The agreement, which pledges over $10 million, came following a meeting Thursday that included Indigenous Services Minister Seamus O'Regan and Cat Lake Chief Matthew Keewaykapow along with other First Nations leaders in Thunder Bay, Ont., about 600 kilometres south of Cat Lake First Nation.
It promises to begin to alleviate the community's crisis by providing $2.1 million for repairs and renovations to 21 homes, as well as $3.5 million for the construction of 15 new ones, $1.5 million for the associated demolition and site preparation and $3 million for the delivery and installation of 10 portable houses.
"I don't think there's any question ... that we need to do better," O'Regan told a press conference in Thunder Bay of the need to help the many Indigenous communities across Canada suffering under similar conditions. "We don't want children living like this anywhere in the country."
"So, where we can work with communities and where we can find resources available, we attempt to fix the problem."
The meeting also came three days after 48-year-old Nashie Oombash died in a Thunder Bay hospital. The Cat Lake resident had left the remote northern community three weeks prior to seek medical care.
The cause of Oombash's death is unknown pending an autopsy, but her family believes exposure to mould was a contributing factor.
Community leaders in Cat Lake sounded the alarm over what they called "profoundly poor" housing by declaring a state of emergency in January. They pointed to an independent housing report that highlighted several serious issues with dozens of the community's homes, including excessive mould, leaking roofs and foundation issues.
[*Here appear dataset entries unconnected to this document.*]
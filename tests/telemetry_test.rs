//! Integration tests for telemetry initialization and span helpers.

use channel_tasks::model::{TaskStatus, TaskType};
use channel_tasks::telemetry::{TelemetryConfig, init_telemetry, metrics, task};
use opentelemetry::KeyValue;

#[test]
fn telemetry_initializes_without_endpoint() {
    // The global subscriber can only be set once per process, so a second
    // init in the same binary returns Err; either outcome is fine here.
    let _guard = init_telemetry(TelemetryConfig {
        endpoint: None,
        service_name: "channel-tasks-test".to_string(),
        default_filter: "debug".to_string(),
    });
}

#[test]
fn task_span_records_transitions() {
    let span = task::start_task_span(TaskType::StartTracking, "17");
    span.record("task.id", 3_i64);
    task::record_state_transition(&span, TaskStatus::Pending, TaskStatus::Running);
    task::record_state_transition(&span, TaskStatus::Running, TaskStatus::Completed);
}

#[test]
fn metric_instruments_accept_recordings_without_provider() {
    metrics::tasks_created().add(1, &[KeyValue::new("task_type", "start_tracking")]);
    metrics::scheduler_cycles().add(1, &[KeyValue::new("result", "ok")]);
    metrics::side_effect_failures().add(1, &[KeyValue::new("kind", "notify")]);
    metrics::execution_duration_ms().record(12.5, &[KeyValue::new("status", "completed")]);
}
The homes are being blamed for frequent and chronic medical issues in dozens of residents, many of whom need to be airlifted out of the First Nation for hospital treatment.
The crisis has reached both Parliament Hill and Queen's Park, with federal and provincial opposition members repeatedly calling for action by their respective governments.
Building assessments have called for 87 houses in the community to be demolished.
Cat Lake's leaders have called for something to be done quickly, in part due to the upcoming end of the winter road season — the only method by which materials and portable houses could be transported by ground. The community is only accessible by air year-round or by Ontario's ice road network in the winter months.
The signed agreement said that Cat Lake and Ottawa will monitor and maintain the winter road "to ensure access to Cat Lake First Nation for people and materials for as long as possible for the 2019 winter road season."
Watch Indigenous Services Minister Seamus O'Regan on the plan for Cat Lake:
O'Regan and Cat Lake's leaders agreed on Thursday that the housing pledged in the interim agreement is all the winter roads will be able to handle this year.
"We looked at the timeline we have with the winter road, like we have about less than 30 days," Keewaykapow said. "We have a lot of work to do."
The chief added that he would have liked to see Ottawa step in sooner.
"It wasn't easy putting this thing together."
Community leaders have said that Cat Lake may need to be evacuated due to the existing substandard housing; one official at Thursday's signing said some people may still need to leave the community.
The interim agreement goes into effect today, with a final agreement scheduled to be signed within two weeks.